In a May 24, 1895, lecture, Willis G. Tucker—director of the New York State Board of Health Laboratory—outlined some of the differences between the adulteration of foods and drugs. Intentionally adding inferior ingredients to make weight in foods—such as adding sugar to maple syrup, roasted cereals to ground coffee, or “all sorts of rubbish to ground spices”28—is not the type of debasement commonly met with drugs. He suggested that the adulteration of drugs can be more subtle than the adulteration of foods and does not necessarily involve the willful and direct addition or substitution with foreign substances, but instead offering articles of inferior quality or of inferior potency, or, in some cases, excessive strength. Citing the law of the State of New York at the time (Public Health Law, Chapter 661, 1893), Tucker outlined the conditions for which legal adulteration was defined:

1. If when sold under or by a name recognized in the United States Pharmacopeia, it differs from the standard of strength, quality, or purity laid down therein.

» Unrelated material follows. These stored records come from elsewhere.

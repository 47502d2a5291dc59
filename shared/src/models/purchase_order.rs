//! Purchase order models

use chrono::{DateTime, NaiveDate, Utc};
use rust_decimal::Decimal;
use serde::{Deserialize, Serialize};
use thiserror::Error;
use uuid::Uuid;

use crate::types::{BatchId, ItemId, PurchaseOrderId, PurchaseOrderLineId, SupplierId};

/// Lifecycle of a purchase order
///
/// `pending → approved → ordered → received → closed`, or `pending → cancelled`.
#[derive(Debug, Clone, Copy, PartialEq, Eq, Hash, Serialize, Deserialize)]
#[cfg_attr(feature = "sqlx", derive(sqlx::Type))]
#[cfg_attr(
    feature = "sqlx",
    sqlx(type_name = "purchase_order_status", rename_all = "snake_case")
)]
#[serde(rename_all = "snake_case")]
pub enum PoStatus {
    Pending,
    Approved,
    Ordered,
    Received,
    Closed,
    Cancelled,
}

impl PoStatus {
    pub fn as_str(&self) -> &'static str {
        match self {
            PoStatus::Pending => "pending",
            PoStatus::Approved => "approved",
            PoStatus::Ordered => "ordered",
            PoStatus::Received => "received",
            PoStatus::Closed => "closed",
            PoStatus::Cancelled => "cancelled",
        }
    }

    /// Edges an operator may request directly. `Received` is reached only
    /// by receiving every line.
    pub fn can_transition_to(&self, next: PoStatus) -> bool {
        matches!(
            (self, next),
            (PoStatus::Pending, PoStatus::Approved)
                | (PoStatus::Approved, PoStatus::Ordered)
                | (PoStatus::Pending, PoStatus::Cancelled)
                | (PoStatus::Received, PoStatus::Closed)
        )
    }

    pub fn is_terminal(&self) -> bool {
        matches!(self, PoStatus::Closed | PoStatus::Cancelled)
    }
}

impl std::fmt::Display for PoStatus {
    fn fmt(&self, f: &mut std::fmt::Formatter<'_>) -> std::fmt::Result {
        f.write_str(self.as_str())
    }
}

#[derive(Debug, Error)]
#[error("unknown purchase order status '{0}'")]
pub struct ParseStatusError(pub String);

impl std::str::FromStr for PoStatus {
    type Err = ParseStatusError;

    fn from_str(s: &str) -> Result<Self, Self::Err> {
        match s.trim().to_ascii_lowercase().as_str() {
            "pending" => Ok(PoStatus::Pending),
            "approved" => Ok(PoStatus::Approved),
            "ordered" => Ok(PoStatus::Ordered),
            "received" => Ok(PoStatus::Received),
            "closed" => Ok(PoStatus::Closed),
            "cancelled" | "canceled" => Ok(PoStatus::Cancelled),
            other => Err(ParseStatusError(other.to_string())),
        }
    }
}

/// Purchase order header
#[derive(Debug, Clone, Serialize, Deserialize, PartialEq)]
#[cfg_attr(feature = "sqlx", derive(sqlx::FromRow))]
pub struct PurchaseOrder {
    pub id: PurchaseOrderId,
    pub po_number: String,
    pub supplier_id: SupplierId,
    pub po_date: NaiveDate,
    pub expected_delivery: Option<NaiveDate>,
    pub status: PoStatus,
    pub total_cost: Decimal,
    pub notes: Option<String>,
    pub created_by: Uuid,
    pub created_at: DateTime<Utc>,
    pub updated_at: DateTime<Utc>,
}

/// One line of a purchase order
#[derive(Debug, Clone, Serialize, Deserialize, PartialEq)]
#[cfg_attr(feature = "sqlx", derive(sqlx::FromRow))]
pub struct PurchaseOrderLine {
    pub id: PurchaseOrderLineId,
    pub purchase_order_id: PurchaseOrderId,
    pub item_id: ItemId,
    pub ordered_qty: Decimal,
    pub received_qty: Decimal,
    pub unit_cost: Decimal,
}

impl PurchaseOrderLine {
    pub fn outstanding_qty(&self) -> Decimal {
        (self.ordered_qty - self.received_qty).max(Decimal::ZERO)
    }

    pub fn is_fully_received(&self) -> bool {
        self.received_qty >= self.ordered_qty
    }

    pub fn line_total(&self) -> Decimal {
        self.ordered_qty * self.unit_cost
    }
}

/// Header plus lines
#[derive(Debug, Clone, Serialize, Deserialize, PartialEq)]
pub struct PurchaseOrderDetail {
    pub order: PurchaseOrder,
    pub lines: Vec<PurchaseOrderLine>,
}

impl PurchaseOrderDetail {
    pub fn is_fully_received(&self) -> bool {
        self.lines.iter().all(PurchaseOrderLine::is_fully_received)
    }

    pub fn line(&self, line_id: PurchaseOrderLineId) -> Option<&PurchaseOrderLine> {
        self.lines.iter().find(|l| l.id == line_id)
    }
}

/// Input for creating a purchase order
#[derive(Debug, Clone, Serialize, Deserialize)]
pub struct NewPurchaseOrder {
    /// Generated when absent
    pub po_number: Option<String>,
    pub supplier_id: SupplierId,
    pub po_date: NaiveDate,
    pub expected_delivery: Option<NaiveDate>,
    pub notes: Option<String>,
    pub lines: Vec<NewPurchaseOrderLine>,
    pub actor: Uuid,
}

/// Input line for a new purchase order
#[derive(Debug, Clone, Serialize, Deserialize)]
pub struct NewPurchaseOrderLine {
    pub item_id: ItemId,
    pub ordered_qty: Decimal,
    pub unit_cost: Decimal,
}

/// Header row written by storage
#[derive(Debug, Clone)]
pub struct PurchaseOrderRow {
    pub po_number: String,
    pub supplier_id: SupplierId,
    pub po_date: NaiveDate,
    pub expected_delivery: Option<NaiveDate>,
    pub total_cost: Decimal,
    pub notes: Option<String>,
    pub created_by: Uuid,
}

/// Input for receiving one purchase order line into stock
#[derive(Debug, Clone, Serialize, Deserialize)]
pub struct ReceiveLine {
    pub batch_number: String,
    /// Defaults to the outstanding quantity
    pub quantity: Option<Decimal>,
    pub purchase_date: NaiveDate,
    pub expiry_date: Option<NaiveDate>,
    pub notes: Option<String>,
    pub actor: Uuid,
}

/// Result of receiving a purchase order line
#[derive(Debug, Clone, Serialize, Deserialize, PartialEq)]
pub struct LineReceipt {
    pub purchase_order_id: PurchaseOrderId,
    pub line_id: PurchaseOrderLineId,
    pub batch_id: BatchId,
    pub transaction_id: crate::types::TransactionId,
    pub quantity: Decimal,
    pub status: PoStatus,
}

/// Default purchase order number, e.g. `PO-20250112-093015`
pub fn generate_po_number(at: DateTime<Utc>) -> String {
    format!("PO-{}", at.format("%Y%m%d-%H%M%S"))
}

2. If when sold under or by a name not recognized by the United States Pharmacopeia, but which is found in some other pharmacopeia or standard work on materia medica, it differs materially from the standard of strength, quality, or purity laid down in such work.

3. If its strength or purity fall below the professed standard under which it is sold.29

An angry public with science on its side prompted legislative action in Great Britain and culminated in the United States with passage of the Food and Drug Act of 1906. The term sophisticants has long been associated with adulteration. Indeed, some adulterators have gone to great lengths to disguise their misdeeds, as in the case of sophistication of tea, described by Accum in 1820. In the annals of adulteration, particularly in the United States, no case of sophistication acquired more infamy than the “ginger jake” incident of the 1930s.

Ginger Jake Epidemic

The most famous incidence of adulteration leading to life-changing, crippling effects of epidemic proportion grew out of society’s circumvention of the 1919 Volstead Act that created prohibition. High-proof liquor was banned. Honesty in labeling imposed by the Pure Food and Drugs Act of 1906 required patent medicines to list their ingredients such as opium, morphine, heroin (all derived from P. somniferum), cocaine (derived from Erythroxylum coca, Erythroxylaceae), or cannabis (Cannabis sativa, Cannabaceae), along with the alcohol that inevitably represented the bulk of the volume and weight of many a patent medicine swill.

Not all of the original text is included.